There are no titles, and it looks as if the feed generator is putting HTML source code in the description, instead of the plain text description other feeds are using.

Obviously, you need to add some way to filter out the HTML elements from the description field, and possibly some way to generate a title line based on other information in the feed. This is a nice topic for a later article…

Ignoring only the backend.userland.com namespace

A problem with the current namespace workaround is that we don’t really care what namespace an element is using; every item element is assumed to be an RSS item, every title element is assumed to be an RSS title, and so on. But the RSS 2.0 specification explicitly allows RSS providers to use custom namespaces to add extra information, and nothing prevents them from reusing local names already in use by the RSS 2.0 specification.

Ignoring all namespace information might work for the moment, but it’s clearly not a future-proof solution.

Luckily, all you have to do to solve this is to add a single line to the _gethandlers method:

    def _gethandlers(self, tag):
        try:
            namespace, tag = tag.split()
        except ValueError:
            pass # ignore this tag
        else:
            if namespace == "http://backend.userland.com/rss2":
                methods = self.elements.get(tag)
                if methods:
                    return methods
        return None, None

With this test in place, the parser will treat RSS 0.9x elements, RSS 2.0 elements without a namespace, and RSS 2.0 elements in the http://backend.userland.com/rss2 namespaces as the same thing. All other elements will be ignored.

Allowing arbitrary namespaces for the core elements

The RSS 2.0 specification/sample mismatch could in fact be interpreted to mean that RSS 2.0 allows producers to use an arbitrary namespace for the RSS 2.0 elements. If I want to use http://effbot.org/schema/rss2, who can stop me?
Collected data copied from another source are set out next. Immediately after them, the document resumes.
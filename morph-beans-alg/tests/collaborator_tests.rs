use morph_beans::annotated::{assemble, AnnotatedMatrix};
use morph_beans::annotations::TrajectoryFit;
use morph_beans::errors::MorphError;
use morph_beans::meta_table::{MetaColumn, MetaTable};
use morph_beans_alg::preprocess::{pca, PcaOptions, SampleSize};
use morph_beans_alg::qc::*;
use morph_beans_alg::trajectory::*;

use ndarray::{array, Array2, Axis};

fn profiles(meta: &[(&str, Vec<&str>)], x: Array2<f32>) -> anyhow::Result<AnnotatedMatrix> {
    let mut obs = MetaTable::empty(x.nrows());
    for (name, cells) in meta {
        let cells = cells.iter().map(|&c| Box::from(c)).collect();
        obs.insert(name, MetaColumn::from_cells(cells))?;
    }
    let names = (0..x.ncols())
        .map(|j| format!("Feature_{}", j).into_boxed_str())
        .collect();
    assemble(obs, x, names, "_")
}

fn is_missing_prerequisite(err: &anyhow::Error) -> bool {
    matches!(
        err.downcast_ref::<MorphError>(),
        Some(MorphError::MissingPrerequisite { .. })
    )
}

/////////////////////
// outlier removal //
/////////////////////

/// Rows whose first feature exceeds a fixed bound
struct Bound {
    fitted_rows: usize,
}

impl OutlierDetector for Bound {
    fn fit(&mut self, x: &Array2<f32>, _contamination: f64) -> anyhow::Result<()> {
        self.fitted_rows = x.nrows();
        Ok(())
    }

    fn predict(&self, x: &Array2<f32>) -> anyhow::Result<Vec<bool>> {
        Ok(x.axis_iter(Axis(0)).map(|r| r[0] > 100.0).collect())
    }
}

fn cells() -> anyhow::Result<AnnotatedMatrix> {
    profiles(
        &[("Metadata_Well", vec!["W1", "W1", "W1", "W2", "W2", "W2"])],
        array![[1.0, 0.0], [500.0, 0.0], [2.0, 1.0], [3.0, 1.0], [4.0, 0.0], [900.0, 1.0]],
    )
}

#[test]
fn outliers_are_flagged_without_removal() -> anyhow::Result<()> {
    let mut m = cells()?;
    let mut det = Bound { fitted_rows: 0 };
    let n = filter_outliers(&mut m, &mut det, 0.05, None, None, true)?;

    assert_eq!(n, 2);
    assert_eq!(det.fitted_rows, 6);
    assert_eq!(m.n_obs(), 6);
    let flags = m.obs().column(OUTLIER_COLUMN).ok_or(anyhow::anyhow!("no flags"))?;
    assert_eq!(flags.to_text(), ["0", "1", "0", "0", "0", "1"].map(Box::<str>::from).to_vec());
    Ok(())
}

#[test]
fn outliers_are_removed_after_fitting_on_a_sample() -> anyhow::Result<()> {
    let mut m = cells()?;
    let mut det = Bound { fitted_rows: 0 };
    let n = filter_outliers(&mut m, &mut det, 0.05, Some(SampleSize::Count(4)), Some(1), false)?;

    assert_eq!(n, 2);
    assert_eq!(det.fitted_rows, 4);
    assert_eq!(m.n_obs(), 4);
    assert!(m.dense(None)?.column(0).iter().all(|&v| v < 100.0));
    Ok(())
}

#[test]
fn default_detector_removes_extreme_cells() -> anyhow::Result<()> {
    let nobs = 200;
    let mut x = Array2::<f32>::zeros((nobs, 2));
    for i in 0..nobs {
        x[(i, 0)] = (i % 13) as f32;
        x[(i, 1)] = (i % 11) as f32;
    }
    x[(7, 0)] = 1e4;
    x[(7, 1)] = 1e4;
    let wells = vec!["W1"; nobs];
    let mut m = profiles(&[("Metadata_Well", wells)], x)?;

    filter_outliers(&mut m, &mut Ecod::default(), 0.05, None, None, true)?;
    let flags = m.obs().column(OUTLIER_COLUMN).ok_or(anyhow::anyhow!("no flags"))?;
    assert_eq!(flags.text_at(7).as_ref(), "1");
    Ok(())
}

//////////////
// image QC //
//////////////

/// Four images; 1 and 2 pass, 3 fails, 4 is unlabelled but looks like 3
fn image_qc() -> anyhow::Result<AnnotatedMatrix> {
    profiles(
        &[
            ("ImageNumber", vec!["1", "2", "3", "4"]),
            ("label", vec!["1", "1", "0", ""]),
        ],
        array![[0.1, 1.0], [0.2, 1.1], [5.0, 9.0], [5.5, 8.5]],
    )
}

fn cells_on_images() -> anyhow::Result<AnnotatedMatrix> {
    profiles(
        &[
            ("ImageNumber", vec!["1", "1", "2", "2", "3", "3", "4", "4"]),
            ("Metadata_Well", vec!["W1", "W1", "W1", "W1", "W2", "W2", "W2", "W2"]),
        ],
        Array2::zeros((8, 3)),
    )
}

/// Passes every image it is asked about
struct PassAll;

impl Classifier for PassAll {
    fn fit(&mut self, _x: &Array2<f32>, _labels: &[Box<str>]) -> anyhow::Result<()> {
        Ok(())
    }

    fn predict(&self, x: &Array2<f32>) -> anyhow::Result<Vec<Box<str>>> {
        Ok(vec!["1".into(); x.nrows()])
    }
}

#[test]
fn image_qc_predicts_missing_labels() -> anyhow::Result<()> {
    let mut m = cells_on_images()?;
    let removed = qc_images(&mut m, &image_qc()?, None, "1")?;

    assert_eq!(removed, 4);
    assert_eq!(m.n_obs(), 4);
    let qc = m.obs().column(IMAGE_QC_COLUMN).ok_or(anyhow::anyhow!("no image_qc"))?;
    assert!(qc.to_text().iter().all(|x| x.as_ref() == "1"));
    Ok(())
}

#[test]
fn image_qc_uses_the_given_classifier() -> anyhow::Result<()> {
    let mut m = cells_on_images()?;
    let mut clf = PassAll;
    let removed = qc_images(&mut m, &image_qc()?, Some(&mut clf), "1")?;

    assert_eq!(removed, 2);
    let images = m.obs().column("ImageNumber").ok_or(anyhow::anyhow!("no images"))?;
    assert_eq!(images.to_text(), ["1", "1", "2", "2", "4", "4"].map(Box::<str>::from).to_vec());
    Ok(())
}

#[test]
fn image_qc_requires_every_image() -> anyhow::Result<()> {
    let mut m = profiles(&[("ImageNumber", vec!["1", "5"])], Array2::zeros((2, 1)))?;
    let err = qc_images(&mut m, &image_qc()?, None, "1")
        .err()
        .ok_or(anyhow::anyhow!("expected an error"))?;
    assert!(err.to_string().contains("QC data"));
    assert_eq!(m.n_obs(), 2);
    Ok(())
}

////////////////////////
// trajectory testing //
////////////////////////

/// One lineage; pseudotime is the first coordinate
struct OneLineage {
    fail_tests: bool,
    dims: usize,
}

impl TrajectoryRuntime for OneLineage {
    fn fit(
        &mut self,
        coords: &Array2<f64>,
        clusters: &[Box<str>],
        _start: Option<&str>,
        _end: Option<&str>,
    ) -> anyhow::Result<Lineages> {
        anyhow::ensure!(coords.nrows() == clusters.len());
        self.dims = coords.ncols();
        let n = coords.nrows();
        Ok(Lineages {
            curves: coords.clone(),
            pseudotime: coords.column(0).to_owned().insert_axis(Axis(1)),
            weights: Array2::ones((n, 1)),
        })
    }

    fn test(
        &mut self,
        kind: ConditionTest,
        fit: &TrajectoryFit,
        conditions: &[Box<str>],
        _opts: &ConditionTestOptions,
    ) -> anyhow::Result<serde_json::Value> {
        anyhow::ensure!(!self.fail_tests, "lineages could not be matched across conditions");
        anyhow::ensure!(fit.weights.nrows() == conditions.len());
        Ok(serde_json::json!({ "test": kind.name(), "p_value": 0.5 }))
    }
}

fn clustered() -> anyhow::Result<AnnotatedMatrix> {
    profiles(
        &[
            ("leiden", vec!["0", "0", "1", "1", "2", "2"]),
            ("Metadata_Treatment", vec!["DMSO", "A", "DMSO", "A", "DMSO", "A"]),
        ],
        array![
            [0.0, 1.0, 0.5],
            [0.5, 1.5, 0.0],
            [2.0, 2.5, 1.0],
            [2.5, 3.5, 1.5],
            [4.0, 5.0, 2.5],
            [4.5, 5.0, 3.0]
        ],
    )
}

#[test]
fn trajectory_fit_needs_principal_components() -> anyhow::Result<()> {
    let mut m = clustered()?;
    let mut rt = OneLineage { fail_tests: false, dims: 0 };
    let err = fit_trajectory(&mut m, &mut rt, "leiden", DEFAULT_TRAJECTORY_COMPS, None, None)
        .err()
        .ok_or(anyhow::anyhow!("expected an error"))?;
    assert!(is_missing_prerequisite(&err));
    assert!(err.to_string().contains("pca"));
    Ok(())
}

#[test]
fn condition_tests_need_a_fit() -> anyhow::Result<()> {
    let mut m = clustered()?;
    let mut rt = OneLineage { fail_tests: false, dims: 0 };
    let err = test_differential_progression(&mut m, &mut rt, "Metadata_Treatment", true, true)
        .err()
        .ok_or(anyhow::anyhow!("expected an error"))?;
    assert!(is_missing_prerequisite(&err));
    assert!(err.to_string().contains("fit_trajectory"));
    Ok(())
}

#[test]
fn fit_then_test_stores_results() -> anyhow::Result<()> {
    let mut m = clustered()?;
    pca(&mut m, &PcaOptions::default())?;
    let mut rt = OneLineage { fail_tests: false, dims: 0 };

    fit_trajectory(&mut m, &mut rt, "leiden", DEFAULT_TRAJECTORY_COMPS, Some("0"), None)?;
    assert_eq!(rt.dims, 2);
    let fit = m.uns().trajectory.as_ref().ok_or(anyhow::anyhow!("no fit"))?;
    assert_eq!(fit.cluster_key.as_ref(), "leiden");
    assert_eq!(fit.pseudotime.dim(), (6, 1));

    let res = test_differential_differentiation(&mut m, &mut rt, "Metadata_Treatment", true, true)?;
    assert_eq!(res["p_value"], 0.5);
    assert!(m.uns().extra.contains_key("test_differential_differentiation"));

    test_common_trajectory(&mut m, &mut rt, "Metadata_Treatment", false)?;
    assert_eq!(m.uns().extra.len(), 2);
    Ok(())
}

#[test]
fn runtime_failures_suggest_coarser_clusters() -> anyhow::Result<()> {
    let mut m = clustered()?;
    pca(&mut m, &PcaOptions::default())?;
    let mut rt = OneLineage { fail_tests: true, dims: 0 };
    fit_trajectory(&mut m, &mut rt, "leiden", 2, None, None)?;

    let err = test_common_trajectory(&mut m, &mut rt, "Metadata_Treatment", true)
        .err()
        .ok_or(anyhow::anyhow!("expected an error"))?;
    assert!(err.to_string().contains("fewer clusters"));
    assert!(format!("{:#}", err).contains("could not be matched"));
    assert!(m.uns().extra.is_empty());
    Ok(())
}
To deal with this case, you can look at the namespace for the toplevel rss element, and allow other elements to have that namespace. Something like this might work:

    rss_namespace = None

    def _gethandlers(self, tag):
        try:
            namespace, tag = tag.split()
	    if tag == "rss" and not self.rss_namespace:
                self.rss_namespace = namespace
        except ValueError:
            pass # ignore this tag
        else:
            if namespace == self.rss_namespace:
                methods = self.elements.get(tag)
                if methods:
                    return methods
        return None, None

To quote a leading XML expert, requiring people to implement things like this would be “silly indeed”, so let’s hope that the RSS 2.0 crowd sorts this one out some day, before feed providers start doing really silly things…

Parsing RSS 1.0 Files

While we’re at it, let’s look at the third version of the RSS format. In RSS 1.0, the RSS stands for “RDF Site Summary”, where RDF stands for “Resource Description Framework”. RDF is building block in something called the Semantic Web, which is a research project that’s likely to impact your future life in pretty much the same way as AI research has done over the last 30-40 years. But I digress.
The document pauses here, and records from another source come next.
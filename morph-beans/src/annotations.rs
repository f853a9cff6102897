use log::warn;
use ndarray::{Array1, Array2};
use serde::{Deserialize, Serialize};
use std::collections::{BTreeMap, HashMap};

/// Per-group reductions: one row per distinct key tuple, one column
/// per feature
#[derive(Debug, Clone, PartialEq)]
pub struct GroupedResult {
    /// metadata columns that defined the groups
    pub group_keys: Vec<Box<str>>,
    /// key tuple of each row, aligned with `group_keys`
    pub groups: Vec<Vec<Box<str>>>,
    pub features: Vec<Box<str>>,
    /// `groups x features`
    pub values: Array2<f64>,
}

impl GroupedResult {
    pub fn num_groups(&self) -> usize {
        self.groups.len()
    }

    /// Row of a key tuple
    pub fn position<S: AsRef<str>>(&self, group: &[S]) -> Option<usize> {
        self.groups.iter().position(|g| {
            g.len() == group.len() && g.iter().zip(group).all(|(a, b)| a.as_ref() == b.as_ref())
        })
    }
}

/// Cache key of a grouped operation
#[derive(Debug, Clone, PartialEq, Eq, Hash)]
pub struct GroupedOpKey {
    pub keys: Vec<Box<str>>,
    pub statistic: Box<str>,
    pub layer: Option<Box<str>>,
}

impl GroupedOpKey {
    pub fn new<S: AsRef<str>>(keys: &[S], statistic: &str, layer: Option<&str>) -> Self {
        Self {
            keys: keys.iter().map(|x| Box::from(x.as_ref())).collect(),
            statistic: statistic.into(),
            layer: layer.map(Box::from),
        }
    }
}

/// Principal components stored next to the `X_pca` layer
#[derive(Debug, Clone, Serialize, Deserialize, PartialEq)]
pub struct PcaResult {
    pub variance: Array1<f64>,
    pub variance_ratio: Array1<f64>,
    /// `components x features`
    pub components: Array2<f64>,
}

/// Output of a trajectory runtime
#[derive(Debug, Clone, Serialize, Deserialize, PartialEq)]
pub struct TrajectoryFit {
    /// observation metadata column with cluster labels
    pub cluster_key: Box<str>,
    /// `points x dims` curve coordinates, one block per lineage
    pub curves: Array2<f64>,
    /// `observations x lineages`
    pub pseudotime: Array2<f64>,
    /// `observations x lineages` soft assignments
    pub weights: Array2<f64>,
}

/// Derived artifacts attached to one matrix
#[derive(Debug, Clone, Default)]
pub struct Annotations {
    pub pca: Option<PcaResult>,
    pub trajectory: Option<TrajectoryFit>,
    /// anything else, e.g. test results
    pub extra: BTreeMap<Box<str>, serde_json::Value>,
    grouped_ops: HashMap<GroupedOpKey, GroupedResult>,
}

impl Annotations {
    pub fn cached(&self, key: &GroupedOpKey) -> Option<&GroupedResult> {
        self.grouped_ops.get(key)
    }

    pub fn store_cached(&mut self, key: GroupedOpKey, result: GroupedResult) {
        self.grouped_ops.insert(key, result);
    }

    pub fn num_cached(&self) -> usize {
        self.grouped_ops.len()
    }

    pub fn clear_cache(&mut self) {
        self.grouped_ops.clear();
    }

    /// The persistent part as one json document (the grouped
    /// operation cache is process-local and not included)
    pub fn to_json(&self) -> anyhow::Result<serde_json::Value> {
        let mut ret = serde_json::Map::new();
        if let Some(pca) = &self.pca {
            ret.insert("pca".into(), serde_json::to_value(pca)?);
        }
        if let Some(traj) = &self.trajectory {
            ret.insert("trajectory".into(), serde_json::to_value(traj)?);
        }
        for (k, v) in self.extra.iter() {
            ret.insert(k.to_string(), v.clone());
        }
        Ok(serde_json::Value::Object(ret))
    }

    pub fn from_json(value: serde_json::Value) -> anyhow::Result<Self> {
        let mut ret = Self::default();
        if let serde_json::Value::Object(map) = value {
            for (k, v) in map {
                match k.as_str() {
                    "pca" => match serde_json::from_value(v) {
                        Ok(pca) => ret.pca = Some(pca),
                        Err(e) => warn!("ignoring stored pca: {}", e),
                    },
                    "trajectory" => match serde_json::from_value(v) {
                        Ok(traj) => ret.trajectory = Some(traj),
                        Err(e) => warn!("ignoring stored trajectory: {}", e),
                    },
                    _ => {
                        ret.extra.insert(k.into_boxed_str(), v);
                    }
                }
            }
        }
        Ok(ret)
    }
}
An RSS 1.0 file is cleverly designed to look as a valid RDF file to RDF tools, and as an RSS 0.91 file to (some) RSS tools. In practice, as a feed provider, this means that people can read your feed in dozens of different RSS viewers, and use it to draw mostly meaningless graphs consisting of circles and arrows. But I digress.
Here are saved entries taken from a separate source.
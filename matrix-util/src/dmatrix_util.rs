pub use nalgebra::{DMatrix, DVector};

/// Sample covariance of `xx` (rows = observations, columns =
/// variables) with `n - 1` in the denominator. Every entry is `NaN`
/// if there are fewer than two rows.
pub fn covariance(xx: &DMatrix<f64>) -> DMatrix<f64> {
    let (nn, dd) = xx.shape();
    if nn < 2 {
        return DMatrix::from_element(dd, dd, f64::NAN);
    }
    let mu = xx.row_mean();
    let mut centred = xx.clone();
    for mut row in centred.row_iter_mut() {
        row -= &mu;
    }
    (centred.transpose() * &centred) / ((nn - 1) as f64)
}

/// Column means of `xx` as a column vector
pub fn column_means(xx: &DMatrix<f64>) -> DVector<f64> {
    xx.row_mean().transpose()
}

/// Invert a covariance matrix, returning `None` if it contains
/// non-finite values or is numerically singular (reciprocal
/// condition number below `dim * EPSILON`)
pub fn try_inverse_covariance(cov: &DMatrix<f64>) -> Option<DMatrix<f64>> {
    if cov.nrows() == 0 || cov.iter().any(|x| !x.is_finite()) {
        return None;
    }
    let sv = cov.singular_values();
    let smax = sv.max();
    let smin = sv.min();
    let tol = (cov.nrows() as f64) * f64::EPSILON;
    if smax <= 0.0 || smin / smax < tol {
        return None;
    }
    cov.clone().try_inverse()
}

/// Mahalanobis distance `sqrt((u - v)' VI (u - v))`
pub fn mahalanobis(uu: &DVector<f64>, vv: &DVector<f64>, vi: &DMatrix<f64>) -> f64 {
    let delta = uu - vv;
    let quad = (delta.transpose() * vi * &delta)[(0, 0)];
    quad.max(0.0).sqrt()
}

/// Principal components of a centred matrix
pub struct PcaOut {
    /// `n x k` coordinates of the observations
    pub scores: DMatrix<f64>,
    /// `k x p` principal axes
    pub components: DMatrix<f64>,
    /// variance explained by each component
    pub variance: DVector<f64>,
    /// fraction of the total variance explained by each component
    pub variance_ratio: DVector<f64>,
}

/// PCA by a thin SVD of `xx` (rows = observations). `xx` is
/// expected to be column-centred already. Components are sorted by
/// decreasing variance and at most `max_comps` are kept.
pub fn pca_svd(xx: &DMatrix<f64>, max_comps: usize) -> anyhow::Result<PcaOut> {
    let (nn, dd) = xx.shape();
    anyhow::ensure!(nn > 1, "PCA needs at least two observations, got {}", nn);
    anyhow::ensure!(dd > 0, "PCA needs at least one variable");
    anyhow::ensure!(
        xx.iter().all(|x| x.is_finite()),
        "PCA input contains non-finite values"
    );

    let svd = xx.clone().svd(true, true);
    let uu = svd.u.ok_or(anyhow::anyhow!("SVD failed to return U"))?;
    let vt = svd.v_t.ok_or(anyhow::anyhow!("SVD failed to return V'"))?;
    let sv = svd.singular_values;

    let mut order: Vec<usize> = (0..sv.len()).collect();
    order.sort_by(|&a, &b| sv[b].total_cmp(&sv[a]));

    let denom = (nn - 1) as f64;
    let total: f64 = sv.iter().map(|s| s * s / denom).sum();
    let kk = max_comps.min(sv.len()).max(1);

    let mut scores = DMatrix::<f64>::zeros(nn, kk);
    let mut components = DMatrix::<f64>::zeros(kk, dd);
    let mut variance = DVector::<f64>::zeros(kk);

    for (k, &r) in order.iter().take(kk).enumerate() {
        let s = sv[r];
        scores.set_column(k, &(uu.column(r) * s));
        components.set_row(k, &vt.row(r));
        variance[k] = s * s / denom;
    }

    let variance_ratio = if total > 0.0 {
        &variance / total
    } else {
        DVector::from_element(kk, f64::NAN)
    };

    Ok(PcaOut {
        scores,
        components,
        variance,
        variance_ratio,
    })
}

#[cfg(test)]
mod tests {
    use super::*;
    use approx::assert_abs_diff_eq;

    #[test]
    fn covariance_of_two_columns() {
        let xx = DMatrix::from_row_slice(3, 2, &[1.0, 2.0, 2.0, 4.0, 3.0, 6.0]);
        let cov = covariance(&xx);
        assert_abs_diff_eq!(cov[(0, 0)], 1.0);
        assert_abs_diff_eq!(cov[(1, 1)], 4.0);
        assert_abs_diff_eq!(cov[(0, 1)], 2.0);
        // perfectly collinear
        assert!(try_inverse_covariance(&cov).is_none());
    }

    #[test]
    fn single_row_covariance_is_not_invertible() {
        let xx = DMatrix::from_row_slice(1, 2, &[1.0, 2.0]);
        assert!(try_inverse_covariance(&covariance(&xx)).is_none());
    }

    #[test]
    fn mahalanobis_with_identity_is_euclidean() {
        let u = DVector::from_vec(vec![0.0, 0.0]);
        let v = DVector::from_vec(vec![3.0, 4.0]);
        let vi = DMatrix::<f64>::identity(2, 2);
        assert_abs_diff_eq!(mahalanobis(&u, &v, &vi), 5.0);
    }

    #[test]
    fn pca_ratios_sum_to_one() -> anyhow::Result<()> {
        let mut xx = DMatrix::from_row_slice(
            4,
            3,
            &[1.0, 0.5, 2.0, 2.0, 1.0, 1.0, 3.0, 2.5, 0.0, 4.0, 3.0, 5.0],
        );
        let mu = xx.row_mean();
        for mut row in xx.row_iter_mut() {
            row -= &mu;
        }
        let out = pca_svd(&xx, 10)?;
        assert_eq!(out.scores.ncols(), 3);
        assert_abs_diff_eq!(out.variance_ratio.sum(), 1.0, epsilon = 1e-10);
        assert!(out.variance[0] >= out.variance[1]);
        Ok(())
    }
}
Here’s an excerpt from Mark Pilgrim’s RSS 1.0 feed (which contains the same data as his 2.0 feed that we used earlier):

<rdf:RDF
    xmlns="http://purl.org/rss/1.0/"
    xmlns:rdf="http://www.w3.org/1999/02/22-rdf-syntax-ns#"
    xmlns:dc="http://purl.org/dc/elements/1.1/"
    ...>
  <channel rdf:about="http://diveintomark.org/">
    <title>dive into mark</title>
    <link>http://diveintomark.org/</link>
    ...
  </channel>
  <item rdf:about="http://diveintomark.org/archives/2002/09/27.html#advanced_css_lists">
    <title>Advanced CSS lists</title>
    <description>Mark Newhouse: CSS Design: Taming Lists. ... </description>
    <link>http://diveintomark.org/archives/2002/09/27.html#advanced_css_lists</link>
    <dc:subject>CSS<dc:subject>
    <dc:date>2002-09-27T23:22:56-05:00</dc:date>
  </item>
  ...
</rdf:RDF>

This feed also uses a default namespace for all core elements. However, this is a documented namespace; all RSS 1.0 files are supposed to use this namespace. If it’s not there, it’s not an RSS 1.0 file.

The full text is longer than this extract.